Case Study – NewsIndexer

The Need:

As print newspapers are being replaced by or supplemented with online news publications, people who have traditionally relied on the delivery of their morning paper are turning more and more to newspaper websites for local and world news. Now, in addition to current updates, it is possible to find out what happened in Paris (France or Texas), over the past week, the past month, or even the past year, simply by going online.

This vast potential for article storage, however, carries its own set of complications. Online searches for newspaper articles often yield a flood of erroneous hits and useless links. Discouraged readers who look to newspapers for information begin turning elsewhere for the news.

To retain the faith of readers, online searches must yield more useful results. News publishers have needed better ways of indexing articles, and sought indexing software to make the process easier.

The Solution:

Taxonomy experts at Access Innovations have created a specialized group of terms – with the newspaper industry’s indexing needs in mind – a controlled vocabulary, and associated indexing rules that reflect the language and reporting practices of the news media.

As with any sizable vocabulary, there are numerous terms in the NewsIndexer taxonomy that may appear similar to a machine, but which contain very different meanings. For example, does “bears” refer to “Chicago Bears” or “Grizzly Bears”? While such terms may cause problems for simpler indexing systems, NewsIndexer has the capability to distinguish between them.

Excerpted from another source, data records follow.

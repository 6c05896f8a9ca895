// Wallet domain module
pub mod handlers;
pub mod services;
pub mod models;
pub mod routes;

pub use services::*;
pub use models::*;
pub use routes::*;
use crate::domains::wallet::models::{CreateWalletRequest, UpdateBalanceRequest, WalletResponse};
use crate::shared::services::AppState;
use crate::shared::errors::WalletError;
use crate::shared::utils::validate_balance;
use axum::{extract::{Path, State}, http::StatusCode, Json};

/// 지갑 생성 핸들러
/// Create wallet handler (키 쌍은 통화별 체인 클라이언트가 생성)
#[utoipa::path(
    post,
    path = "/api/wallets/user/{user_id}",
    params(("user_id" = u64, Path, description = "Owner user ID")),
    request_body = CreateWalletRequest,
    responses(
        (status = 201, description = "Wallet created successfully", body = WalletResponse),
        (status = 400, description = "Unsupported currency"),
        (status = 404, description = "User not found"),
        (status = 500, description = "Internal server error")
    ),
    tag = "Wallets"
)]
pub async fn create_wallet(
    State(app_state): State<AppState>,
    Path(user_id): Path<u64>,
    Json(request): Json<CreateWalletRequest>,
) -> Result<(StatusCode, Json<WalletResponse>), (StatusCode, Json<serde_json::Value>)> {
    let wallet = app_state
        .wallet_state
        .wallet_service
        .create_wallet(user_id, request.currency)
        .await
        .map_err(|e: WalletError| -> (StatusCode, Json<serde_json::Value>) { e.into() })?;

    Ok((StatusCode::CREATED, Json(wallet.into())))
}

/// 사용자의 모든 지갑 조회 핸들러 (최신순)
#[utoipa::path(
    get,
    path = "/api/wallets/user/{user_id}",
    params(("user_id" = u64, Path, description = "Owner user ID")),
    responses(
        (status = 200, description = "Wallets retrieved successfully", body = [WalletResponse]),
        (status = 500, description = "Internal server error")
    ),
    tag = "Wallets"
)]
pub async fn get_user_wallets(
    State(app_state): State<AppState>,
    Path(user_id): Path<u64>,
) -> Result<Json<Vec<WalletResponse>>, (StatusCode, Json<serde_json::Value>)> {
    let wallets = app_state
        .wallet_state
        .wallet_service
        .get_user_wallets(user_id)
        .await
        .map_err(|e: WalletError| -> (StatusCode, Json<serde_json::Value>) { e.into() })?;

    Ok(Json(wallets.iter().map(WalletResponse::from).collect()))
}

/// 지갑 조회 핸들러 (ID로)
/// Get wallet by ID handler
#[utoipa::path(
    get,
    path = "/api/wallets/{wallet_id}",
    params(("wallet_id" = u64, Path, description = "Wallet ID")),
    responses(
        (status = 200, description = "Wallet retrieved successfully", body = WalletResponse),
        (status = 404, description = "Wallet not found"),
        (status = 500, description = "Internal server error")
    ),
    tag = "Wallets"
)]
pub async fn get_wallet(
    State(app_state): State<AppState>,
    Path(wallet_id): Path<u64>,
) -> Result<Json<WalletResponse>, (StatusCode, Json<serde_json::Value>)> {
    let wallet = app_state
        .wallet_state
        .wallet_service
        .get_wallet(wallet_id)
        .await
        .map_err(|e: WalletError| -> (StatusCode, Json<serde_json::Value>) { e.into() })?;

    Ok(Json(wallet.into()))
}

#[utoipa::path(
    get,
    path = "/api/wallets/address/{address}",
    params(("address" = String, Path, description = "Wallet address")),
    responses(
        (status = 200, description = "Wallet retrieved successfully", body = WalletResponse),
        (status = 404, description = "Wallet not found")
    ),
    tag = "Wallets"
)]
pub async fn get_wallet_by_address(
    State(app_state): State<AppState>,
    Path(address): Path<String>,
) -> Result<Json<WalletResponse>, (StatusCode, Json<serde_json::Value>)> {
    let wallet = app_state
        .wallet_state
        .wallet_service
        .get_wallet_by_address(&address)
        .await
        .map_err(|e: WalletError| -> (StatusCode, Json<serde_json::Value>) { e.into() })?;

    Ok(Json(wallet.into()))
}

/// 체인 잔액으로 덮어쓰기 (조정 아님)
#[utoipa::path(
    post,
    path = "/api/wallets/{wallet_id}/refresh-balance",
    params(("wallet_id" = u64, Path, description = "Wallet ID")),
    responses(
        (status = 200, description = "Balance replaced with the chain-reported value", body = WalletResponse),
        (status = 404, description = "Wallet not found"),
        (status = 502, description = "Chain client error")
    ),
    tag = "Wallets"
)]
pub async fn refresh_balance(
    State(app_state): State<AppState>,
    Path(wallet_id): Path<u64>,
) -> Result<Json<WalletResponse>, (StatusCode, Json<serde_json::Value>)> {
    let wallet = app_state
        .wallet_state
        .wallet_service
        .refresh_wallet_balance(wallet_id)
        .await
        .map_err(|e: WalletError| -> (StatusCode, Json<serde_json::Value>) { e.into() })?;

    Ok(Json(wallet.into()))
}

/// 관리자용 잔액 덮어쓰기
#[utoipa::path(
    put,
    path = "/api/wallets/{wallet_id}/balance",
    params(("wallet_id" = u64, Path, description = "Wallet ID")),
    request_body = UpdateBalanceRequest,
    responses(
        (status = 200, description = "Balance overwritten", body = WalletResponse),
        (status = 400, description = "Negative balance, 10^12 or more, or more than 8 decimal places"),
        (status = 404, description = "Wallet not found")
    ),
    tag = "Wallets"
)]
pub async fn update_balance(
    State(app_state): State<AppState>,
    Path(wallet_id): Path<u64>,
    Json(request): Json<UpdateBalanceRequest>,
) -> Result<Json<WalletResponse>, (StatusCode, Json<serde_json::Value>)> {
    validate_balance(request.balance).map_err(WalletError::Validation)?;

    let wallet = app_state
        .wallet_state
        .wallet_service
        .update_wallet_balance(wallet_id, request.balance)
        .await
        .map_err(|e: WalletError| -> (StatusCode, Json<serde_json::Value>) { e.into() })?;

    Ok(Json(wallet.into()))
}

/// 지갑 비활성화 (삭제하지 않음)
#[utoipa::path(
    delete,
    path = "/api/wallets/{wallet_id}",
    params(("wallet_id" = u64, Path, description = "Wallet ID")),
    responses(
        (status = 204, description = "Wallet deactivated"),
        (status = 404, description = "Wallet not found")
    ),
    tag = "Wallets"
)]
pub async fn deactivate_wallet(
    State(app_state): State<AppState>,
    Path(wallet_id): Path<u64>,
) -> Result<StatusCode, (StatusCode, Json<serde_json::Value>)> {
    app_state
        .wallet_state
        .wallet_service
        .deactivate_wallet(wallet_id)
        .await
        .map_err(|e: WalletError| -> (StatusCode, Json<serde_json::Value>) { e.into() })?;

    Ok(StatusCode::NO_CONTENT)
}
impl Tables {
    fn apply(&mut self, write: &Write) -> Result<()> {
        let now = Utc::now();
        match write {
            Write::InsertUser(user) | Write::UpdateUser(user) => {
                let is_insert = matches!(write, Write::InsertUser(_));
                if !is_insert && !self.users.contains_key(&user.id) {
                    return Ok(());
                }
                for other in self.users.values().filter(|u| u.id != user.id) {
                    if other.username == user.username {
                        return Err(unique(USERS_USERNAME_KEY));
                    }
                    if other.email == user.email {
                        return Err(unique(USERS_EMAIL_KEY));
                    }
                }
                self.users.insert(user.id, user.clone());
            }
            Write::DeleteUser(id) => {
                self.users.remove(id);
                let wallet_ids: HashSet<u64> = self
                    .wallets
                    .values()
                    .filter(|w| w.user_id == *id)
                    .map(|w| w.id)
                    .collect();
                self.wallets.retain(|wallet_id, _| !wallet_ids.contains(wallet_id));
                self.transactions.retain(|_, tx| !wallet_ids.contains(&tx.wallet_id));
            }
            Write::InsertAdmin(admin) | Write::UpdateAdmin(admin) => {
                let is_insert = matches!(write, Write::InsertAdmin(_));
                if !is_insert && !self.admins.contains_key(&admin.id) {
                    return Ok(());
                }
                for other in self.admins.values().filter(|a| a.id != admin.id) {
                    if other.username == admin.username {
                        return Err(unique(ADMINS_USERNAME_KEY));
                    }
                    if other.email == admin.email {
                        return Err(unique(ADMINS_EMAIL_KEY));
                    }
                }
                self.admins.insert(admin.id, admin.clone());
            }
            Write::DeleteAdmin(id) => {
                self.admins.remove(id);
            }
            Write::InsertWallet(wallet) => {
                if !self.users.contains_key(&wallet.user_id) {
                    return Err(anyhow!(
                        "insert on table \"wallets\" violates foreign key constraint: user {} does not exist",
                        wallet.user_id
                    ));
                }
                if self.wallets.values().any(|w| w.address == wallet.address) {
                    return Err(unique(WALLETS_ADDRESS_KEY));
                }
                self.wallets.insert(wallet.id, wallet.clone());
            }
            Write::WalletBalance { id, balance } => {
                if let Some(wallet) = self.wallets.get_mut(id) {
                    wallet.balance = *balance;
                    wallet.updated_at = now;
                }
            }
            Write::WalletActive { id, active } => {
                if let Some(wallet) = self.wallets.get_mut(id) {
                    wallet.active = *active;
                    wallet.updated_at = now;
                }
            }
            Write::InsertTransaction(tx) => {
                if !self.wallets.contains_key(&tx.wallet_id) {
                    return Err(anyhow!(
                        "insert on table \"transactions\" violates foreign key constraint: wallet {} does not exist",
                        tx.wallet_id
                    ));
                }
                if self.transactions.values().any(|t| t.tx_hash == tx.tx_hash) {
                    return Err(unique(TRANSACTIONS_TX_HASH_KEY));
                }
                self.transactions.insert(tx.id, tx.clone());
            }
            Write::UpdateTransaction(tx) => {
                if let Some(existing) = self.transactions.get_mut(&tx.id) {
                    *existing = tx.clone();
                }
            }
        }
        Ok(())
    }

    fn user_matches(user: &User, query: &UserQuery) -> bool {
        query.active.is_none_or(|active| user.active == active)
            && query.created_from.is_none_or(|from| user.created_at >= from)
            && query.created_to.is_none_or(|to| user.created_at <= to)
            && query.search.as_deref().is_none_or(|term| {
                contains_any(
                    term,
                    [
                        Some(user.username.as_str()),
                        Some(user.email.as_str()),
                        user.first_name.as_deref(),
                        user.last_name.as_deref(),
                    ],
                )
            })
    }

    fn admin_matches(admin: &Admin, query: &AdminQuery) -> bool {
        query.active.is_none_or(|active| admin.active == active)
            && query.role.is_none_or(|role| admin.role == role)
            && query
                .last_login_since
                .is_none_or(|since| admin.last_login.is_some_and(|at| at >= since))
            && query.search.as_deref().is_none_or(|term| {
                contains_any(
                    term,
                    [
                        Some(admin.username.as_str()),
                        Some(admin.email.as_str()),
                        admin.first_name.as_deref(),
                        admin.last_name.as_deref(),
                    ],
                )
            })
    }

    fn wallet_matches(&self, wallet: &Wallet, query: &WalletQuery) -> bool {
        query.user_id.is_none_or(|user_id| wallet.user_id == user_id)
            && query.currency.is_none_or(|currency| wallet.currency == currency)
            && query.active.is_none_or(|active| wallet.active == active)
            && query.search.as_deref().is_none_or(|term| {
                let owner = self.users.get(&wallet.user_id);
                contains_any(
                    term,
                    [
                        Some(wallet.address.as_str()),
                        owner.map(|u| u.username.as_str()),
                        owner.map(|u| u.email.as_str()),
                    ],
                )
            })
    }

    fn transaction_matches(&self, tx: &Transaction, query: &TransactionQuery) -> bool {
        let wallet = self.wallets.get(&tx.wallet_id);
        query.wallet_id.is_none_or(|wallet_id| tx.wallet_id == wallet_id)
            && query
                .user_id
                .is_none_or(|user_id| wallet.is_some_and(|w| w.user_id == user_id))
            && query
                .currency
                .is_none_or(|currency| wallet.is_some_and(|w| w.currency == currency))
            && query.status.is_none_or(|status| tx.status == status)
            && query.tx_type.is_none_or(|tx_type| tx.tx_type == tx_type)
            && query.created_from.is_none_or(|from| tx.created_at >= from)
            && query.created_to.is_none_or(|to| tx.created_at <= to)
            && query.search.as_deref().is_none_or(|term| {
                contains_any(
                    term,
                    [
                        Some(tx.tx_hash.as_str()),
                        Some(tx.from_address.as_str()),
                        Some(tx.to_address.as_str()),
                    ],
                )
            })
    }

    fn users_where(&self, query: &UserQuery) -> Vec<User> {
        self.users
            .values()
            .filter(|u| Self::user_matches(u, query))
            .cloned()
            .collect()
    }

    fn admins_where(&self, query: &AdminQuery) -> Vec<Admin> {
        self.admins
            .values()
            .filter(|a| Self::admin_matches(a, query))
            .cloned()
            .collect()
    }

    fn wallets_where(&self, query: &WalletQuery) -> Vec<Wallet> {
        self.wallets
            .values()
            .filter(|w| self.wallet_matches(w, query))
            .cloned()
            .collect()
    }

    fn transactions_where(&self, query: &TransactionQuery) -> Vec<Transaction> {
        self.transactions
            .values()
            .filter(|t| self.transaction_matches(t, query))
            .cloned()
            .collect()
    }
}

One of NewsIndexer’s primary features is a simple and remarkable programming system called rulebuilding, which teaches the system to bring up terms by context. NewsIndexer will scan an article about the Chicago Bears and, drawing on its knowledge base, locate terms related to the football team, but will not suggest zoological terms pertaining to wild bears.

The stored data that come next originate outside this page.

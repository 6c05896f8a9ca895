// Admin dashboard domain module
pub mod handlers;
pub mod services;
pub mod models;
pub mod routes;

pub use services::*;
pub use models::*;
pub use routes::*;
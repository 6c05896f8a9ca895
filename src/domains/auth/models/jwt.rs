use serde::{Deserialize, Serialize};

/// 계정 종류 (토큰 주체)
/// Kind of account a token was issued for
#[derive(Debug, Clone, Copy, PartialEq, Eq, Serialize, Deserialize)]
#[serde(rename_all = "SCREAMING_SNAKE_CASE")]
pub enum AccountKind {
    User,
    Admin,
}

/// JWT Claims (토큰에 포함될 데이터)
/// JWT Claims (data to be included in token)
#[derive(Debug, Clone, Serialize, Deserialize)]
pub struct Claims {
    /// 계정 ID (users.id 또는 admins.id)
    /// Account ID
    pub account_id: u64,

    /// 사용자명
    /// Username
    pub username: String,

    pub kind: AccountKind,

    /// 만료 시간 (Unix timestamp)
    /// Expiration time (Unix timestamp)
    pub exp: i64,

    /// 발급 시간 (Unix timestamp)
    /// Issued at (Unix timestamp)
    pub iat: i64,
}

impl Claims {
    /// 새 Claims 생성 (만료 시간 자동 계산)
    /// Create new Claims (expiration time automatically calculated)
    pub fn new(account_id: u64, username: String, kind: AccountKind, expiration_hours: i64) -> Self {
        let now = chrono::Utc::now().timestamp();
        let exp = now + (expiration_hours * 3600); // hours to seconds

        Self {
            account_id,
            username,
            kind,
            exp,
            iat: now,
        }
    }
}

NewsIndexer’s ability to distinguish between such similar terms is a tremendous time saver, both for the human indexer, and for the person who is searching for articles through a newspaper’s website. Hence, the reader focuses on reading the articles instead of searching for them.

The process does not end there. NewsIndexer keeps statistics on what is and is not selected by the human indexer. Approved terms suggested by NewsIndexer are classified as “hits.” Terms that were not selected are called “noise,” and terms that should have been suggested, but were not, are “misses.” Having statistics for hits, noise, and misses makes it easy to measure NewsIndexer’s accuracy rate, and to systematically reduce noise and misses. Statistics also make it easier to tailor NewsIndexer to the specific data of every client.

The Results:

A revolutionary indexing system that caters to the newspaper industry, NewsIndexer is the ultimate news indexing tool, a jump start to the human indexer’s brain.

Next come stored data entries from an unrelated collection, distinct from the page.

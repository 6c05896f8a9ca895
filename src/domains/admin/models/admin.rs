use serde::{Deserialize, Serialize};
use utoipa::{IntoParams, ToSchema};
use chrono::{DateTime, Utc};
use std::fmt;
use std::str::FromStr;

/// 관리자 권한 등급
/// Admin role
#[derive(Debug, Clone, Copy, PartialEq, Eq, Hash, Serialize, Deserialize, ToSchema)]
#[serde(rename_all = "SCREAMING_SNAKE_CASE")]
pub enum AdminRole {
    SuperAdmin,
    Admin,
    Moderator,
    Support,
}

impl AdminRole {
    pub fn as_str(&self) -> &'static str {
        match self {
            AdminRole::SuperAdmin => "SUPER_ADMIN",
            AdminRole::Admin => "ADMIN",
            AdminRole::Moderator => "MODERATOR",
            AdminRole::Support => "SUPPORT",
        }
    }
}

impl fmt::Display for AdminRole {
    fn fmt(&self, f: &mut fmt::Formatter<'_>) -> fmt::Result {
        f.write_str(self.as_str())
    }
}

impl FromStr for AdminRole {
    type Err = anyhow::Error;

    fn from_str(s: &str) -> Result<Self, Self::Err> {
        match s {
            "SUPER_ADMIN" => Ok(AdminRole::SuperAdmin),
            "ADMIN" => Ok(AdminRole::Admin),
            "MODERATOR" => Ok(AdminRole::Moderator),
            "SUPPORT" => Ok(AdminRole::Support),
            other => Err(anyhow::anyhow!("Unknown admin role: {}", other)),
        }
    }
}

// 관리자 엔티티 (DB 저장용)
#[derive(Debug, Clone, PartialEq)]
pub struct Admin {
    pub id: u64,
    pub username: String,
    pub email: String,
    pub password_hash: String,
    pub first_name: Option<String>,
    pub last_name: Option<String>,
    pub role: AdminRole,
    pub active: bool,
    /// 마지막 로그인 성공 시각
    pub last_login: Option<DateTime<Utc>>,
    pub created_at: DateTime<Utc>,
    pub updated_at: DateTime<Utc>,
}

#[derive(Debug, Clone)]
pub struct NewAdmin {
    pub username: String,
    pub email: String,
    pub password_hash: String,
    pub first_name: Option<String>,
    pub last_name: Option<String>,
    pub role: AdminRole,
}

/// 관리자 조회 조건
#[derive(Debug, Clone, Default)]
pub struct AdminQuery {
    pub active: Option<bool>,
    pub role: Option<AdminRole>,
    /// username, email, first name, last name (case-insensitive substring)
    pub search: Option<String>,
    /// last_login >= since
    pub last_login_since: Option<DateTime<Utc>>,
}

/// 관리자 응답 DTO (비밀번호 제외)
#[derive(Debug, Clone, Serialize, Deserialize, ToSchema, PartialEq)]
#[serde(rename_all = "camelCase")]
#[schema(as = AdminDto)]
pub struct AdminResponse {
    pub id: u64,
    #[schema(example = "root")]
    pub username: String,
    #[schema(example = "admin@example.com")]
    pub email: String,
    pub first_name: Option<String>,
    pub last_name: Option<String>,
    pub role: AdminRole,
    pub active: bool,
    pub last_login: Option<DateTime<Utc>>,
    pub created_at: DateTime<Utc>,
    pub updated_at: DateTime<Utc>,
}

impl From<&Admin> for AdminResponse {
    fn from(admin: &Admin) -> Self {
        Self {
            id: admin.id,
            username: admin.username.clone(),
            email: admin.email.clone(),
            first_name: admin.first_name.clone(),
            last_name: admin.last_name.clone(),
            role: admin.role,
            active: admin.active,
            last_login: admin.last_login,
            created_at: admin.created_at,
            updated_at: admin.updated_at,
        }
    }
}

impl From<Admin> for AdminResponse {
    fn from(admin: Admin) -> Self {
        AdminResponse::from(&admin)
    }
}

// 관리자 등록 요청
#[derive(Debug, Serialize, Deserialize, ToSchema)]
#[serde(rename_all = "camelCase")]
#[schema(as = RegisterAdminRequest)]
pub struct RegisterAdminRequest {
    #[schema(example = "root")]
    pub username: String,
    #[schema(example = "admin@example.com")]
    pub email: String,
    #[schema(example = "password123")]
    pub password: String,
    pub first_name: Option<String>,
    pub last_name: Option<String>,
    /// 생략 시 ADMIN
    pub role: Option<AdminRole>,
}

// 관리자 로그인 응답
#[derive(Debug, Serialize, Deserialize, ToSchema)]
#[serde(rename_all = "camelCase")]
#[schema(as = AdminAuthResponse)]
pub struct AdminAuthResponse {
    pub message: String,
    pub success: bool,
    pub admin: Option<AdminResponse>,
    #[serde(skip_serializing_if = "Option::is_none")]
    pub access_token: Option<String>,
}

// 관리자 수정 요청 (None 필드는 유지)
#[derive(Debug, Default, Serialize, Deserialize, ToSchema)]
#[serde(rename_all = "camelCase")]
#[schema(as = UpdateAdminRequest)]
pub struct UpdateAdminRequest {
    pub first_name: Option<String>,
    pub last_name: Option<String>,
    pub email: Option<String>,
    pub role: Option<AdminRole>,
    pub active: Option<bool>,
}

/// Admin count response
#[derive(Debug, Serialize, Deserialize, ToSchema)]
#[serde(rename_all = "camelCase")]
pub struct AdminCountResponse {
    pub count: u64,
}

/// 최근 로그인 기준 시각
#[derive(Debug, Deserialize, IntoParams)]
#[into_params(parameter_in = Query)]
pub struct SinceQuery {
    /// RFC3339
    pub since: DateTime<Utc>,
}

#[cfg(test)]
mod tests {
    use super::*;

    #[test]
    fn projection_keeps_role_and_last_login_without_hash() {
        let now = Utc::now();
        let admin = Admin {
            id: 4,
            username: "root".to_string(),
            email: "root@example.com".to_string(),
            password_hash: "$argon2id$hash".to_string(),
            first_name: None,
            last_name: Some("Ops".to_string()),
            role: AdminRole::SuperAdmin,
            active: true,
            last_login: Some(now),
            created_at: now,
            updated_at: now,
        };

        let dto = AdminResponse::from(&admin);
        assert_eq!(dto.id, admin.id);
        assert_eq!(dto.username, admin.username);
        assert_eq!(dto.email, admin.email);
        assert_eq!(dto.first_name, admin.first_name);
        assert_eq!(dto.last_name, admin.last_name);
        assert_eq!(dto.role, admin.role);
        assert_eq!(dto.active, admin.active);
        assert_eq!(dto.last_login, admin.last_login);
        assert_eq!(dto.created_at, admin.created_at);
        assert_eq!(dto.updated_at, admin.updated_at);

        let json = serde_json::to_value(&dto).unwrap();
        assert_eq!(json["role"], "SUPER_ADMIN");
        assert!(json.get("passwordHash").is_none());
        assert!(!json.to_string().contains("argon2"));
    }

    #[test]
    fn role_parses_wire_names() {
        assert_eq!("MODERATOR".parse::<AdminRole>().unwrap(), AdminRole::Moderator);
        assert_eq!(AdminRole::Support.to_string(), "SUPPORT");
        assert!("OWNER".parse::<AdminRole>().is_err());
    }
}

NewsIndexer scans an article, then suggests indexing terms to be approved by the human indexer. This union between the machine’s ability to store and retrieve knowledge, and the human’s capacity for judgment and reason results in articles being indexed quickly and accurately. Searchers find just what they want, efficiently and without significant noise. News can also be personalized for delivery to handheld devices. The end result is searcher satisfaction at lower cost to the publisher.